GRANT: The reason all the wildlife is coming into the yard is this peach tree. Of course, peaches form pretty early. But when they were ripe, there was a lot of critters right here.

GRANT: These fruit trees are actually in my yard. But after the sun goes down, we were amazed at the parade of animals that was using the peaches.

GRANT: Night after night – deer, coyotes, raccoons, rabbits and turkeys during the day were coming to these couple of peach trees in Tracy’s yard.

GRANT: This is a great illustration of what we commonly refer to as a limited resource. And finding limited resources can make or break hunting trips.

GRANT: There may even be a couple of hit lister type bucks using this peach tree and, again, it’s less than 100 yards from my house.

GRANT: The pictures and footage from our Reconyx camera we placed to monitor this peach tree tell the story. And there’s an incredible, easy lesson to take home from it.

GRANT: If you have something that deer like that is in limited supply, they will come anywhere to get to it. Even in your yard.

GRANT: Even though we’re only 100 yards from the house and our dog, Crystal, is all over this yard all the time, there was no problem with deer, turkey, coyotes, raccoons, rabbits, whatever coming into the yard.

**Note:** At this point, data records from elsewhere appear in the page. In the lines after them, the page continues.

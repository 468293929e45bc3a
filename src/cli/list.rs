use anyhow::Result;
use clap::Args;

use crate::scripts::{self, ScriptsArgs};

/// Lists the scripts in the scripts directory with their declared
/// parameters.
#[derive(Args, Debug)]
pub struct Command {
    #[command(flatten)]
    scripts: ScriptsArgs,
}

/// Runs the subcommand.
pub fn run(cmd: &Command) -> Result<()> {
    let entries = scripts::list_scripts(cmd.scripts.scripts_dir())?;
    if entries.is_empty() {
        println!("No scripts found in {:?}.", cmd.scripts.scripts_dir());
        return Ok(());
    }

    let name_width = entries.iter().map(|e| e.name.len()).max().unwrap_or(0);
    for entry in &entries {
        println!(
            "{:<name_width$}  {}  [{}]",
            entry.name,
            entry.path.display(),
            entry.params_summary(),
        );
    }

    Ok(())
}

Even some mature bucks.

GRANT: Imagine the power of this attraction if you’d have had what we call a tree plot out in the timber. No doubt in my mind those mature bucks would have probably been coming during daylight hours to make sure they got their fill of a limited resource – the fruit – when it’s available.

GRANT: This is exactly why we like to double our odds and establish tree plots in, or nearby, our food plots. Having multiple attractive resources in one area to draw deer toward our stand.

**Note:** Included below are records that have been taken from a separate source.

//! Static discovery of a script's declared parameters.
//!
//! Scripts opt in by assigning a literal list of `[type_tag, "name"]` pairs
//! to a top-level `REQUIRED_PARAMS` variable, for example:
//!
//! ```python
//! REQUIRED_PARAMS = [
//!     [int, "count"],
//!     [str, "input_file"],
//! ]
//! ```
//!
//! This module reads that restricted literal grammar directly from the
//! source text, rather than parsing the full scripting language. Anything
//! outside the expected shape degrades to "no parameters" so that listing a
//! directory never fails because of one unrelated script.

use std::fmt::{self, Display};

use lazy_regex::regex;

/// Declared type of a single script parameter.
#[derive(Clone, Debug, Eq, PartialEq)]
pub enum TypeTag {
    Int,
    Float,
    Str,
    Bool,
    /// Any other identifier in tag position. Preserved rather than dropped,
    /// so that the collection step can surface it visibly.
    Other(String),
}

impl TypeTag {
    fn from_identifier(ident: &str) -> Self {
        match ident {
            "int" => TypeTag::Int,
            "float" => TypeTag::Float,
            "str" => TypeTag::Str,
            "bool" => TypeTag::Bool,
            other => TypeTag::Other(other.to_owned()),
        }
    }

    /// Returns true if values of this type can be collected and coerced.
    pub fn is_supported(&self) -> bool {
        !matches!(self, TypeTag::Other(_))
    }
}

impl Display for TypeTag {
    fn fmt(&self, f: &mut fmt::Formatter<'_>) -> fmt::Result {
        match self {
            TypeTag::Int => f.write_str("int"),
            TypeTag::Float => f.write_str("float"),
            TypeTag::Str => f.write_str("str"),
            TypeTag::Bool => f.write_str("bool"),
            TypeTag::Other(ident) => f.write_str(ident),
        }
    }
}

/// A single declared parameter. Order within the declaring list is
/// significant: it fixes the positional argument order at invocation.
#[derive(Clone, Debug, Eq, PartialEq)]
pub struct ParamSpec {
    pub type_tag: TypeTag,
    pub name: String,
}

impl ParamSpec {
    #[cfg(test)]
    pub fn new(type_tag: TypeTag, name: &str) -> Self {
        Self {
            type_tag,
            name: name.to_owned(),
        }
    }
}

impl Display for ParamSpec {
    fn fmt(&self, f: &mut fmt::Formatter<'_>) -> fmt::Result {
        write!(f, "{}: {}", self.name, self.type_tag)
    }
}

/// Extracts the ordered parameter declarations from script source text.
///
/// Returns an empty sequence if the script declares no parameters or if the
/// declaration as a whole is not in the expected shape. Individual elements
/// of unexpected shape are skipped.
pub fn extract_params(source: &str) -> Vec<ParamSpec> {
    // Only a column-zero assignment counts as a declaration.
    let assign = regex!(r"(?m)^REQUIRED_PARAMS\s*=\s*\[");
    let found = match assign.find(source) {
        Some(found) => found,
        None => return Vec::new(),
    };

    // Re-parse from the opening bracket.
    let mut scanner = Scanner {
        rest: &source[found.end() - 1..],
    };
    let elements = match scanner.parse_value() {
        Some(Literal::List(elements)) => elements,
        _ => return Vec::new(),
    };

    elements.into_iter().filter_map(spec_from_literal).collect()
}

fn spec_from_literal(literal: Literal) -> Option<ParamSpec> {
    let Literal::List(elements) = literal else {
        return None;
    };
    // The tag may be written as a bare identifier (`int`) or quoted
    // (`"int"`); both forms occur in practice.
    match <[Literal; 2]>::try_from(elements) {
        Ok([Literal::Ident(tag) | Literal::Str(tag), Literal::Str(name)]) => Some(ParamSpec {
            type_tag: TypeTag::from_identifier(&tag),
            name,
        }),
        _ => None,
    }
}

/// Parsed literal value within a declaration.
#[derive(Debug)]
enum Literal {
    Ident(String),
    Str(String),
    List(Vec<Literal>),
    /// A literal of a kind the declaration grammar does not use, such as a
    /// number. Consumed without interpretation.
    Opaque,
}

/// Minimal scanner over the declaration's literal grammar. All parse
/// methods return [None] on running out of input, which callers treat as a
/// malformed declaration.
struct Scanner<'a> {
    rest: &'a str,
}

impl Scanner<'_> {
    /// Skips whitespace and `#` comments.
    fn skip_trivia(&mut self) {
        loop {
            let trimmed = self.rest.trim_start();
            match trimmed.strip_prefix('#') {
                Some(comment) => {
                    self.rest = match comment.find('\n') {
                        Some(end) => &comment[end + 1..],
                        None => "",
                    };
                }
                None => {
                    self.rest = trimmed;
                    return;
                }
            }
        }
    }

    fn peek(&self) -> Option<char> {
        self.rest.chars().next()
    }

    fn bump(&mut self) -> Option<char> {
        let mut chars = self.rest.chars();
        let c = chars.next()?;
        self.rest = chars.as_str();
        Some(c)
    }

    fn parse_value(&mut self) -> Option<Literal> {
        self.skip_trivia();
        match self.peek()? {
            '[' => self.parse_list(),
            '"' | '\'' => self.parse_string(),
            c if c.is_ascii_alphabetic() || c == '_' => Some(self.parse_identifier()),
            _ => self.parse_opaque(),
        }
    }

    fn parse_list(&mut self) -> Option<Literal> {
        self.bump();
        let mut elements = Vec::new();
        loop {
            self.skip_trivia();
            match self.peek()? {
                ']' => {
                    self.bump();
                    return Some(Literal::List(elements));
                }
                ',' => {
                    self.bump();
                }
                _ => elements.push(self.parse_value()?),
            }
        }
    }

    fn parse_string(&mut self) -> Option<Literal> {
        let quote = self.bump()?;
        let mut text = String::new();
        loop {
            match self.bump()? {
                '\\' => {
                    let escaped = self.bump()?;
                    text.push(match escaped {
                        'n' => '\n',
                        'r' => '\r',
                        't' => '\t',
                        other => other,
                    });
                }
                c if c == quote => return Some(Literal::Str(text)),
                c => text.push(c),
            }
        }
    }

    fn parse_identifier(&mut self) -> Literal {
        let end = self
            .rest
            .find(|c: char| !(c.is_ascii_alphanumeric() || c == '_'))
            .unwrap_or(self.rest.len());
        let (ident, rest) = self.rest.split_at(end);
        self.rest = rest;
        Literal::Ident(ident.to_owned())
    }

    fn parse_opaque(&mut self) -> Option<Literal> {
        let end = self
            .rest
            .find([',', ']', '\n', '#'])
            .unwrap_or(self.rest.len());
        if end == 0 {
            return None;
        }
        self.rest = &self.rest[end..];
        Some(Literal::Opaque)
    }
}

GRANT: It’s important to plant the right fruiting varieties for where you live. And we’ve relied on our friends at Flatwood Natives to know the growth zones, the cold hardiness for each area, to recommend trees at the properties where we design habitat management plans.

GRANT: Last week we shared we’re experiencing extreme drought conditions here at The Proving Grounds. And that reminds me that when a drought occurs during hunting season, water can be a very limited resource and also provide excellent hunting locations.

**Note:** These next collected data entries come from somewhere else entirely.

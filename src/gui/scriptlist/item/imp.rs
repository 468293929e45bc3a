use std::cell::RefCell;

use gtk::{glib, prelude::*, subclass::prelude::*};

#[derive(Default, glib::Properties)]
#[properties(wrapper_type = super::ScriptItemData)]
pub struct ScriptItemData {
    #[property(get, set)]
    name: RefCell<String>,
    #[property(get, set)]
    path: RefCell<String>,
    #[property(get, set)]
    summary: RefCell<String>,
}

#[glib::object_subclass]
impl ObjectSubclass for ScriptItemData {
    const NAME: &'static str = "ScriptItemData";
    type Type = super::ScriptItemData;
}

#[glib::derived_properties]
impl ObjectImpl for ScriptItemData {}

GRANT: Another reason we monitor water is not for potential stand locations, but the health of our overall deer herd. And not just the water they consume – free standing water – but for plant health. Plants need water to be able to move and transport nutrients from the soil and air up to the forage. So, in a drought condition, plants can’t express their potential; they're not as nutritious; not as palatable. Therefore, deer don’t consume as much and the deer can't express their full potential of antler growth or fawn development.

GRANT: So, no pun intended, water can literally be one of those glass half full/half empty situations. On a really dry year, it’s pretty easy to pattern deer near the limited water resources. But if that drought carried over into the growing season, it’s likely the deer in your area won’t express their full potential.

GRANT: This week Adam, the interns and I rode down near El Paso, Arkansas to help fellow landowners, Tom and Marc Anderson, design a habitat and hunting plan for their property.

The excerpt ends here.